| WHAT IS NEEDED |
Copy out all lines from the material that contain the string "usize".

| TASK DATA |
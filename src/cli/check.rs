//! Check command handler.
//!
//! Loads the configured corpus the way `analyze` would and reports what
//! survived decoding and filtering, without analyzing any files.

use super::ensure_valid;
use crate::config::{AppConfig, OutputFormat};
use crate::corpus::{open_store, CacheStats, CorpusCache};
use crate::generic::GenericityFilter;
use crate::pipeline::{exit_codes, write_output, OutputTarget};
use anyhow::{Context, Result};
use serde::Serialize;

#[derive(Debug, Serialize)]
struct CheckReport {
    store: String,
    usable: bool,
    #[serde(flatten)]
    stats: CacheStats,
}

/// Run the check command
///
/// Exits with `ERROR` when the store cannot be read or holds no usable
/// signatures.
pub fn run_check(config: &AppConfig) -> Result<i32> {
    ensure_valid(config)?;

    let store = match open_store(&config.corpus) {
        Ok(store) => store,
        Err(err) => {
            eprintln!("Corpus unavailable: {err}");
            return Ok(exit_codes::ERROR);
        }
    };
    let filter = GenericityFilter::from_config(&config.genericity);
    let cache = match CorpusCache::build(store.as_ref(), filter, &config.matching, &config.fuzzy) {
        Ok(cache) => cache,
        Err(err) => {
            eprintln!("Corpus unreadable: {err}");
            return Ok(exit_codes::ERROR);
        }
    };

    let report = CheckReport {
        store: store.describe(),
        usable: !cache.is_empty(),
        stats: cache.stats().clone(),
    };

    let rendered = match config.output.format {
        OutputFormat::Json => {
            serde_json::to_string_pretty(&report).context("failed to serialize check report")?
        }
        OutputFormat::Summary => render_summary(&report),
    };
    write_output(&rendered, &OutputTarget::from_option(config.output.file.clone()))?;

    Ok(if report.usable {
        exit_codes::SUCCESS
    } else {
        exit_codes::ERROR
    })
}

fn render_summary(report: &CheckReport) -> String {
    let stats = &report.stats;
    let load = &stats.load_report;
    let mut lines = vec![
        format!("Corpus:      {}", report.store),
        format!("Components:  {}", stats.components),
        format!(
            "Signatures:  {} usable of {} records",
            stats.signatures, load.total_records
        ),
        format!(
            "Dropped:     {} generic, {} short, {} undecodable, {} orphaned",
            stats.filtered_generic, stats.filtered_short, load.skipped, load.orphaned
        ),
    ];
    if load.skipped_documents > 0 {
        lines.push(format!("Unreadable documents: {}", load.skipped_documents));
    }
    if !report.usable {
        lines.push("No usable signatures; analysis would report nothing.".to_string());
    }
    lines.join("\n")
}

#[cfg(test)]
mod tests {
    use super::*;
    use serde_json::json;

    #[test]
    fn test_check_counts_generic_patterns() {
        let tmp = tempfile::TempDir::new().expect("tempdir");
        let corpus = tmp.path().join("corpus");
        std::fs::create_dir(&corpus).expect("mkdir");
        let doc = json!({
            "component": { "name": "zlib", "version": "1.2.13" },
            "signatures": [
                { "type": "function", "pattern": "deflateInit2_", "confidence": 0.9 },
                { "type": "string", "pattern": "error", "confidence": 0.9 }
            ]
        });
        std::fs::write(corpus.join("zlib.json"), doc.to_string()).expect("write");

        let report_path = tmp.path().join("check.json");
        let mut config = AppConfig::builder()
            .corpus_path(&corpus)
            .output_format(OutputFormat::Json)
            .output_file(Some(report_path.clone()))
            .build();
        config.output.pretty = true;

        assert_eq!(run_check(&config).expect("runs"), exit_codes::SUCCESS);
        let value: serde_json::Value =
            serde_json::from_str(&std::fs::read_to_string(report_path).expect("read")).expect("json");
        assert_eq!(value["signatures"], 1);
        assert_eq!(value["filtered_generic"], 1);
        assert_eq!(value["usable"], true);
    }

    #[test]
    fn test_check_missing_corpus_is_an_error_code() {
        let config = AppConfig::builder().corpus_path("/nonexistent/signatures.db").build();
        assert_eq!(run_check(&config).expect("runs"), exit_codes::ERROR);
    }
}
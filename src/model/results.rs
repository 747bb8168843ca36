//! Per-file and per-batch analysis results.

use super::ComponentMatch;
use chrono::{DateTime, Utc};
use indexmap::IndexMap;
use serde::{Deserialize, Serialize};
use std::collections::BTreeSet;

/// Outcome of analyzing one file.
///
/// A failed file carries `error` and no matches.
#[derive(Debug, Clone, PartialEq, Serialize, Deserialize)]
pub struct AnalysisResult {
    pub file_path: String,
    pub file_size: u64,
    pub features_extracted: usize,
    pub matches: Vec<ComponentMatch>,
    pub analysis_time_ms: u64,
    pub analyzed_at: DateTime<Utc>,
    #[serde(default, skip_serializing_if = "Option::is_none")]
    pub error: Option<String>,
}

impl AnalysisResult {
    pub fn new(file_path: impl Into<String>) -> Self {
        Self {
            file_path: file_path.into(),
            file_size: 0,
            features_extracted: 0,
            matches: Vec::new(),
            analysis_time_ms: 0,
            analyzed_at: Utc::now(),
            error: None,
        }
    }

    /// A result recording that the file could not be analyzed.
    pub fn failed(file_path: impl Into<String>, error: impl std::fmt::Display) -> Self {
        Self {
            error: Some(error.to_string()),
            ..Self::new(file_path)
        }
    }

    #[must_use]
    pub const fn is_success(&self) -> bool {
        self.error.is_none()
    }

    pub fn has_matches(&self) -> bool {
        !self.matches.is_empty()
    }

    /// Display names of all matched components, in rank order.
    pub fn component_names(&self) -> Vec<&str> {
        self.matches.iter().map(|m| m.component.as_str()).collect()
    }
}

/// Results of analyzing many files, keyed by path.
///
/// Adding a result for a path already present replaces it, so the map always
/// holds exactly one entry per distinct path.
#[derive(Debug, Clone, Default, PartialEq, Serialize, Deserialize)]
pub struct BatchAnalysisResult {
    pub results: IndexMap<String, AnalysisResult>,
    pub total_time_ms: u64,
}

impl BatchAnalysisResult {
    pub fn new() -> Self {
        Self::default()
    }

    /// Insert a result, replacing any earlier one for the same path.
    pub fn add_result(&mut self, result: AnalysisResult) {
        self.results.insert(result.file_path.clone(), result);
    }

    pub fn get(&self, path: &str) -> Option<&AnalysisResult> {
        self.results.get(path)
    }

    pub fn len(&self) -> usize {
        self.results.len()
    }

    pub fn is_empty(&self) -> bool {
        self.results.is_empty()
    }

    pub fn iter(&self) -> impl Iterator<Item = &AnalysisResult> {
        self.results.values()
    }

    pub fn successful(&self) -> impl Iterator<Item = &AnalysisResult> {
        self.iter().filter(|r| r.is_success())
    }

    pub fn failed(&self) -> impl Iterator<Item = &AnalysisResult> {
        self.iter().filter(|r| !r.is_success())
    }

    pub fn failure_count(&self) -> usize {
        self.failed().count()
    }

    pub fn total_matches(&self) -> usize {
        self.iter().map(|r| r.matches.len()).sum()
    }

    /// Distinct component display names across all files, sorted.
    pub fn unique_components(&self) -> BTreeSet<&str> {
        self.iter()
            .flat_map(|r| r.matches.iter().map(|m| m.component.as_str()))
            .collect()
    }
}
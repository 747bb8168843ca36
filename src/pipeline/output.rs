//! Writing rendered reports.

use anyhow::{Context, Result};
use std::path::PathBuf;

/// Target for output - either stdout or a file
#[derive(Debug, Clone, PartialEq, Eq)]
pub enum OutputTarget {
    /// Write to stdout
    Stdout,
    /// Write to a file
    File(PathBuf),
}

impl OutputTarget {
    /// Create output target from optional path
    pub fn from_option(path: Option<PathBuf>) -> Self {
        match path {
            Some(p) => Self::File(p),
            None => Self::Stdout,
        }
    }
}

/// Write output to the target (stdout or file)
pub fn write_output(content: &str, target: &OutputTarget) -> Result<()> {
    match target {
        OutputTarget::Stdout => {
            println!("{content}");
            Ok(())
        }
        OutputTarget::File(path) => {
            std::fs::write(path, content)
                .with_context(|| format!("Failed to write output to {}", path.display()))?;
            tracing::info!("Report written to {}", path.display());
            Ok(())
        }
    }
}

#[cfg(test)]
mod tests {
    use super::*;

    #[test]
    fn test_output_target_from_option() {
        assert_eq!(OutputTarget::from_option(None), OutputTarget::Stdout);
        let path = PathBuf::from("/tmp/report.json");
        assert_eq!(
            OutputTarget::from_option(Some(path.clone())),
            OutputTarget::File(path)
        );
    }

    #[test]
    fn test_write_to_file() {
        let tmp = tempfile::TempDir::new().expect("tempdir");
        let path = tmp.path().join("out.json");
        write_output("{}", &OutputTarget::File(path.clone())).expect("writes");
        assert_eq!(std::fs::read_to_string(path).expect("read"), "{}");
    }
}
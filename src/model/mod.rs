//! Data model shared by the corpus, matcher and batch layers.
//!
//! Corpus records ([`Component`], [`Signature`]) are decoded once at the store
//! boundary and never change afterwards. [`Evidence`] is ephemeral and only
//! lives inside one matching call. [`ComponentMatch`], [`AnalysisResult`] and
//! [`BatchAnalysisResult`] are the outputs handed back to callers.

mod component;
mod evidence;
mod features;
mod identifiers;
mod results;
mod signature;

pub use component::*;
pub use evidence::*;
pub use features::*;
pub use identifiers::*;
pub use results::*;
pub use signature::*;
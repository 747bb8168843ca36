//! Signature matching and scoring.
//!
//! Matching one artifact runs in three steps:
//!
//! 1. [`CandidateMatcher`] finds exact and bounded-substring hits against the
//!    cached corpus.
//! 2. When requested, or when direct evidence is sparse and the automatic
//!    backstop is on, [`FuzzyMatcher`] adds one low-weight entry per
//!    component that direct matching missed but that looks similar.
//! 3. [`ConfidenceAggregator`] groups evidence by component, scores each
//!    group, and drops groups below the threshold.
//!
//! [`SignatureMatcher`] wires the three together over a shared
//! [`CorpusCache`].
//!
//! # Example
//!
//! ```ignore
//! use binsniff::matching::SignatureMatcher;
//!
//! let matcher = SignatureMatcher::new(Arc::new(cache), &config);
//! let matches = matcher.match_features(&features, 0.3, false);
//! ```

mod aggregate;
mod candidate;
mod fuzzy;

pub use aggregate::{ConfidenceAggregator, DIRECT_METHOD, FUZZY_METHOD};
pub use candidate::{CandidateMatcher, TokenSet};
pub use fuzzy::{
    containment, distance_similarity, FuzzyMatcher, MinHashSketch, MinHasher, WholeFileHasher,
    SKETCH_METHOD, WHOLE_FILE_METHOD,
};

use crate::config::{AppConfig, FuzzyConfig, MatchingConfig};
use crate::corpus::CorpusCache;
use crate::model::{ComponentId, ComponentMatch, Evidence, ExtractedFeatures};
use std::collections::HashSet;
use std::sync::Arc;

/// Matches artifacts against one session's corpus.
///
/// Cheap to clone; the corpus is shared.
#[derive(Clone)]
#[must_use]
pub struct SignatureMatcher {
    cache: Arc<CorpusCache>,
    matching: MatchingConfig,
    fuzzy: FuzzyConfig,
    aggregator: ConfidenceAggregator,
    whole_file: Option<Arc<dyn WholeFileHasher>>,
}

impl std::fmt::Debug for SignatureMatcher {
    fn fmt(&self, f: &mut std::fmt::Formatter<'_>) -> std::fmt::Result {
        f.debug_struct("SignatureMatcher")
            .field("signatures", &self.cache.signatures().len())
            .field("matching", &self.matching)
            .field("fuzzy", &self.fuzzy)
            .field("whole_file_hasher", &self.whole_file.is_some())
            .finish()
    }
}

impl SignatureMatcher {
    pub fn new(cache: Arc<CorpusCache>, config: &AppConfig) -> Self {
        Self {
            cache,
            matching: config.matching.clone(),
            fuzzy: config.fuzzy.clone(),
            aggregator: ConfidenceAggregator::new(config.scoring.clone()),
            whole_file: None,
        }
    }

    pub fn with_whole_file_hasher(mut self, hasher: Arc<dyn WholeFileHasher>) -> Self {
        self.whole_file = Some(hasher);
        self
    }

    pub fn cache(&self) -> &Arc<CorpusCache> {
        &self.cache
    }

    pub fn whole_file_hasher(&self) -> Option<&Arc<dyn WholeFileHasher>> {
        self.whole_file.as_ref()
    }

    /// Exact and substring evidence only.
    pub fn find_evidence(&self, features: &ExtractedFeatures) -> Vec<Evidence> {
        CandidateMatcher::new(&self.cache, &self.matching).find(features)
    }

    /// Scored matches for one artifact's features.
    pub fn match_features(
        &self,
        features: &ExtractedFeatures,
        threshold: f64,
        deep: bool,
    ) -> Vec<ComponentMatch> {
        self.match_artifact(features, None, threshold, deep)
    }

    /// Like [`Self::match_features`], with the artifact's whole-file hash for
    /// the fuzzy backstop.
    pub fn match_artifact(
        &self,
        features: &ExtractedFeatures,
        file_hash: Option<&str>,
        threshold: f64,
        deep: bool,
    ) -> Vec<ComponentMatch> {
        if self.cache.is_empty() {
            return Vec::new();
        }

        let mut evidence = self.find_evidence(features);
        if self.wants_fuzzy(deep, evidence.len()) {
            let direct: HashSet<ComponentId> = evidence.iter().map(|e| e.component_id).collect();
            let fuzzy = FuzzyMatcher::new(&self.cache, &self.fuzzy)
                .with_whole_file_hasher(self.whole_file.as_ref())
                .find(features, file_hash, &direct);
            evidence.extend(fuzzy);
        }

        self.aggregator
            .aggregate(evidence, self.cache.components(), threshold)
    }

    fn wants_fuzzy(&self, deep: bool, direct_evidence: usize) -> bool {
        deep || (self.fuzzy.auto_backstop && direct_evidence < self.fuzzy.sparse_evidence_threshold)
    }
}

| RESPONSE TO THIS EXERCISE |
    pub features_extracted: usize,
    pub fn len(&self) -> usize {
    pub fn failure_count(&self) -> usize {
    pub fn total_matches(&self) -> usize {
    fn wants_fuzzy(&self, deep: bool, direct_evidence: usize) -> bool {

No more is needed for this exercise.